People with a history of depression respond differently than others to feeling guilty, brain scans show, a finding that may begin to explain how the emotions are processed by the brain.
Patients who had recovered from depression were more likely to show activation in areas of the brain associated with guilt, even when primed with scenarios where someone else was at fault, according to a study today in the Archives of General Psychiatry.
A century ago, Sigmund Freud proposed that excessive guilt was part of depression. Today’s study may point to how the brain experiences guilt and depression, said Roland Zahn, a study author and senior lecturer at the University of Manchester in the U.K. Though the study doesn’t say whether added sensitivity to guilt causes depression, the imaging may lead to new ways to diagnose vulnerability.
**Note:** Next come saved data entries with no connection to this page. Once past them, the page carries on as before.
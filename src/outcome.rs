//! Three-state result of an accessor operation.

use crate::error::AccessError;

/// `Found` carries the value, `NotFound` means the table or row does not exist,
/// `Failed` carries the reason an operation could not complete (already logged).
#[must_use]
#[derive(Debug)]
pub enum Outcome<T> {
    Found(T),
    NotFound,
    Failed(AccessError),
}

impl<T> Outcome<T> {
    pub fn is_found(&self) -> bool {
        matches!(self, Outcome::Found(_))
    }

    pub fn is_not_found(&self) -> bool {
        matches!(self, Outcome::NotFound)
    }

    pub fn is_failed(&self) -> bool {
        matches!(self, Outcome::Failed(_))
    }

    /// True when the statement executed. For update/delete this holds even if no row matched.
    pub fn succeeded(&self) -> bool {
        self.is_found()
    }

    /// Collapse to "absent" for both not-found and failure.
    pub fn ok(self) -> Option<T> {
        match self {
            Outcome::Found(v) => Some(v),
            Outcome::NotFound | Outcome::Failed(_) => None,
        }
    }

    pub fn error(&self) -> Option<&AccessError> {
        match self {
            Outcome::Failed(e) => Some(e),
            _ => None,
        }
    }

    pub fn map<U, F: FnOnce(T) -> U>(self, f: F) -> Outcome<U> {
        match self {
            Outcome::Found(v) => Outcome::Found(f(v)),
            Outcome::NotFound => Outcome::NotFound,
            Outcome::Failed(e) => Outcome::Failed(e),
        }
    }

    /// `Ok(Some)` / `Ok(None)` / `Err` for callers who prefer `?`.
    pub fn into_result(self) -> Result<Option<T>, AccessError> {
        match self {
            Outcome::Found(v) => Ok(Some(v)),
            Outcome::NotFound => Ok(None),
            Outcome::Failed(e) => Err(e),
        }
    }
}

impl<T: Default> Outcome<T> {
    /// Collapse to the empty value for both not-found and failure.
    pub fn unwrap_or_default(self) -> T {
        self.ok().unwrap_or_default()
    }
}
“It’s a very subtle change,” Zahn said. “These people are more prone to overgeneralize guilt, to feel guilty for everything. But something else must trigger depression, because when we saw them, they were quite well. Something must interact with this.”
Perhaps, if these people were to lose their jobs or be dumped by a romantic partner, they would be more likely to blame themselves, and less likely to take into account extenuating circumstances, Zahn said.
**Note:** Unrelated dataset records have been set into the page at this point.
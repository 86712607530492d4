//! Builds parameterized SELECT, INSERT, UPDATE, DELETE from a cached table definition.
//! Identifiers always come from the catalog; caller-supplied names are resolved against it first.

use crate::error::AccessError;
use crate::record::Record;
use crate::schema::{ColumnDefinition, ColumnKind, TableDefinition};
use serde_json::Value;

/// Quote identifier for PostgreSQL.
fn quoted(s: &str) -> String {
    format!("\"{}\"", s.replace('"', "\"\""))
}

fn qualified_table(table: &TableDefinition) -> String {
    format!("{}.{}", quoted(&table.schema), quoted(&table.name))
}

#[derive(Debug)]
pub struct QueryBuf {
    pub sql: String,
    pub params: Vec<Value>,
}

impl QueryBuf {
    fn new() -> Self {
        QueryBuf {
            sql: String::new(),
            params: Vec::new(),
        }
    }

    /// Push a value and return its placeholder, cast to the column's unmodified type.
    /// Length limits are left to the column itself, which rejects over-long values.
    fn push_param(&mut self, column: &ColumnDefinition, v: Value) -> String {
        self.params.push(v);
        format!("${}::{}", self.params.len(), column.cast_type)
    }
}

fn select_expr(c: &ColumnDefinition) -> String {
    let q = quoted(&c.name);
    if c.kind == ColumnKind::Other {
        format!("{}::text AS {}", q, q)
    } else {
        q
    }
}

/// SELECT list: each column as-is, except types without a native decoder which are read as text.
fn select_column_list<'a>(columns: impl Iterator<Item = &'a ColumnDefinition>) -> String {
    columns.map(select_expr).collect::<Vec<_>>().join(", ")
}

fn resolve_column<'a>(table: &'a TableDefinition, name: &str) -> Result<&'a ColumnDefinition, AccessError> {
    table.column(name).ok_or_else(|| AccessError::UnknownColumn {
        table: table.name.clone(),
        column: name.to_string(),
    })
}

/// Columns of `table` present in `data`, in table order. Fails on the first key that is not a column.
fn data_columns<'a>(table: &'a TableDefinition, data: &Record) -> Result<Vec<&'a ColumnDefinition>, AccessError> {
    for key in data.keys() {
        resolve_column(table, key)?;
    }
    Ok(table.columns.iter().filter(|c| data.contains_key(&c.name)).collect())
}

/// SELECT every column, ordered by primary key when there is one.
pub fn select_all(table: &TableDefinition) -> QueryBuf {
    let mut q = QueryBuf::new();
    let order_clause = if table.primary_key.is_empty() {
        String::new()
    } else {
        let keys: Vec<String> = table.primary_key.iter().map(|k| quoted(k)).collect();
        format!(" ORDER BY {}", keys.join(", "))
    };
    q.sql = format!(
        "SELECT {} FROM {}{}",
        select_column_list(table.columns.iter()),
        qualified_table(table),
        order_clause
    );
    q
}

/// SELECT the first row where `column = value`.
pub fn select_by_column(table: &TableDefinition, column: &str, value: &Value) -> Result<QueryBuf, AccessError> {
    let mut q = QueryBuf::new();
    let col = resolve_column(table, column)?;
    let ph = q.push_param(col, value.clone());
    q.sql = format!(
        "SELECT {} FROM {} WHERE {} = {} LIMIT 1",
        select_column_list(table.columns.iter()),
        qualified_table(table),
        quoted(&col.name),
        ph
    );
    Ok(q)
}

/// INSERT all pairs of `data`; RETURNING the primary-key columns (nothing when the table has none).
/// Empty `data` inserts DEFAULT VALUES.
pub fn insert(table: &TableDefinition, data: &Record) -> Result<QueryBuf, AccessError> {
    let mut q = QueryBuf::new();
    let columns = data_columns(table, data)?;
    let mut cols = Vec::with_capacity(columns.len());
    let mut placeholders = Vec::with_capacity(columns.len());
    for c in columns {
        let v = data.get(&c.name).cloned().unwrap_or(Value::Null);
        placeholders.push(q.push_param(c, v));
        cols.push(quoted(&c.name));
    }
    let values_clause = if cols.is_empty() {
        "DEFAULT VALUES".to_string()
    } else {
        format!("({}) VALUES ({})", cols.join(", "), placeholders.join(", "))
    };
    let returning = if table.primary_key.is_empty() {
        String::new()
    } else {
        format!(" RETURNING {}", select_column_list(table.primary_key_columns()))
    };
    q.sql = format!("INSERT INTO {} {}{}", qualified_table(table), values_clause, returning);
    Ok(q)
}

/// UPDATE the columns in `data` where `key_column = key_value`.
pub fn update(
    table: &TableDefinition,
    key_column: &str,
    key_value: &Value,
    data: &Record,
) -> Result<QueryBuf, AccessError> {
    let mut q = QueryBuf::new();
    let key = resolve_column(table, key_column)?;
    let columns = data_columns(table, data)?;
    if columns.is_empty() {
        return Err(AccessError::EmptyUpdate(table.name.clone()));
    }
    let mut sets = Vec::with_capacity(columns.len());
    for c in columns {
        let v = data.get(&c.name).cloned().unwrap_or(Value::Null);
        let rhs = q.push_param(c, v);
        sets.push(format!("{} = {}", quoted(&c.name), rhs));
    }
    let key_ph = q.push_param(key, key_value.clone());
    q.sql = format!(
        "UPDATE {} SET {} WHERE {} = {}",
        qualified_table(table),
        sets.join(", "),
        quoted(&key.name),
        key_ph
    );
    Ok(q)
}

/// DELETE where `key_column = key_value`.
pub fn delete(table: &TableDefinition, key_column: &str, key_value: &Value) -> Result<QueryBuf, AccessError> {
    let mut q = QueryBuf::new();
    let key = resolve_column(table, key_column)?;
    let ph = q.push_param(key, key_value.clone());
    q.sql = format!("DELETE FROM {} WHERE {} = {}", qualified_table(table), quoted(&key.name), ph);
    Ok(q)
}

#[cfg(test)]
mod tests {
    use super::*;
    use crate::schema::types::fixtures::{audit_log, column, users};
    use serde_json::json;

    fn record(v: Value) -> Record {
        match v {
            Value::Object(m) => m,
            _ => panic!("not an object"),
        }
    }

    #[test]
    fn select_all_orders_by_key_and_reads_numeric_as_text() {
        let q = select_all(&users());
        assert_eq!(
            q.sql,
            r#"SELECT "id", "name", "balance"::text AS "balance" FROM "public"."users" ORDER BY "id""#
        );
        assert!(q.params.is_empty());
        assert_eq!(select_all(&audit_log()).sql, r#"SELECT "message" FROM "public"."audit_log""#);
    }

    #[test]
    fn select_by_column_casts_parameter() {
        let q = select_by_column(&users(), "id", &json!(1)).unwrap();
        assert!(q.sql.ends_with(r#"WHERE "id" = $1::integer LIMIT 1"#), "{}", q.sql);
        assert_eq!(q.params, vec![json!(1)]);
    }

    #[test]
    fn insert_uses_table_order_and_returns_key() {
        let data = record(json!({"balance": "10.50", "name": "Ana"}));
        let q = insert(&users(), &data).unwrap();
        assert_eq!(
            q.sql,
            r#"INSERT INTO "public"."users" ("name", "balance") VALUES ($1::text, $2::numeric) RETURNING "id""#
        );
        assert_eq!(q.params, vec![json!("Ana"), json!("10.50")]);
    }

    #[test]
    fn insert_without_data_or_key() {
        let q = insert(&users(), &Record::new()).unwrap();
        assert_eq!(q.sql, r#"INSERT INTO "public"."users" DEFAULT VALUES RETURNING "id""#);
        let q = insert(&audit_log(), &record(json!({"message": "hi"}))).unwrap();
        assert_eq!(q.sql, r#"INSERT INTO "public"."audit_log" ("message") VALUES ($1::text)"#);
    }

    #[test]
    fn insert_rejects_unknown_column() {
        let err = insert(&users(), &record(json!({"name": "Ana", "email": "a@x"}))).unwrap_err();
        match err {
            AccessError::UnknownColumn { table, column } => {
                assert_eq!(table, "users");
                assert_eq!(column, "email");
            }
            other => panic!("unexpected {:?}", other),
        }
    }

    #[test]
    fn update_binds_key_last() {
        let q = update(&users(), "id", &json!(999), &record(json!({"name": "Bo"}))).unwrap();
        assert_eq!(q.sql, r#"UPDATE "public"."users" SET "name" = $1::text WHERE "id" = $2::integer"#);
        assert_eq!(q.params, vec![json!("Bo"), json!(999)]);
    }

    #[test]
    fn update_requires_columns() {
        assert!(matches!(
            update(&users(), "id", &json!(1), &Record::new()),
            Err(AccessError::EmptyUpdate(_))
        ));
        assert!(matches!(
            update(&users(), "nope", &json!(1), &record(json!({"name": "x"}))),
            Err(AccessError::UnknownColumn { .. })
        ));
    }

    #[test]
    fn delete_by_any_column() {
        let q = delete(&users(), "name", &json!("Ana")).unwrap();
        assert_eq!(q.sql, r#"DELETE FROM "public"."users" WHERE "name" = $1::text"#);
        assert!(delete(&users(), "ghost", &json!(1)).is_err());
    }

    #[test]
    fn casts_drop_length_modifiers() {
        let mut code = column("code", 2, "varchar", "character varying(3)");
        code.pk_position = Some(1);
        let t = TableDefinition::new("public", "people", vec![column("id", 1, "int4", "integer"), code]);
        assert_eq!(t.columns[1].cast_type, "character varying");

        let q = select_by_column(&t, "code", &json!("Barrington")).unwrap();
        assert!(q.sql.ends_with(r#"WHERE "code" = $1::character varying LIMIT 1"#), "{}", q.sql);
        let q = delete(&t, "code", &json!("Barn")).unwrap();
        assert_eq!(q.sql, r#"DELETE FROM "public"."people" WHERE "code" = $1::character varying"#);
        let q = insert(&t, &record(json!({"code": "Bartholomew"}))).unwrap();
        assert!(q.sql.contains("VALUES ($1::character varying)"), "{}", q.sql);
        assert!(!q.sql.contains("(3)"), "{}", q.sql);
    }

    #[test]
    fn identifiers_are_escaped() {
        let t = TableDefinition::new("public", "odd\"name", vec![column("we\"ird", 1, "text", "text")]);
        let q = select_all(&t);
        assert_eq!(q.sql, r#"SELECT "we""ird" FROM "public"."odd""name""#);
    }
}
“These people may lose hope and think, ‘Maybe I’m a total failure, I can’t do anything right,’” Zahn said.
The researchers recruited 22 healthy people with no family history of depression and 25 people who had previously had a major depressive episode. They were then asked to imagine they had behaved poorly toward their best friend, or that their best friend had acted badly toward them. The people who had previously been depressed were less able to coordinate brain regions to become indignant when they were wronged.
Because of the past depression, it’s not clear whether the abnormal activation was a “scar” from depression, or the vulnerability itself, said Helen Mayberg, a neurologist at Emory University in Atlanta, who wasn’t involved in the research. The areas implicated are the same ones she’s targeted in her treatment of depression with deep brain stimulation, she said.
“Depressed people do get into this spin cycle, and I think the concept is really fantastic, because it’s not enough to just feel bad,” Mayberg said. “You don’t blame yourself when you have cancer. But here, the areas of your brain that don’t work right cause you to blame yourself.”
People who have previously been depressed are more likely to experience another depressive episode, Zahn said. Knowing how the brain is vulnerable may help researchers target treatments, whether through therapy or new kinds of medication.
The next step is to see if imaging can predict whether someone will have another episode of depression within the year, Zahn said. He and his colleagues are also considering ways of seeing if the unusual activation of the anterior temporal lobe, the area affected, can be unlearned, he said.
Mayberg also suggested recruiting people with family histories of depression who haven’t yet gotten sick to see if they show similar patterns.
Today’s study was funded by the University of Manchester and the Wellcome Trust, among others.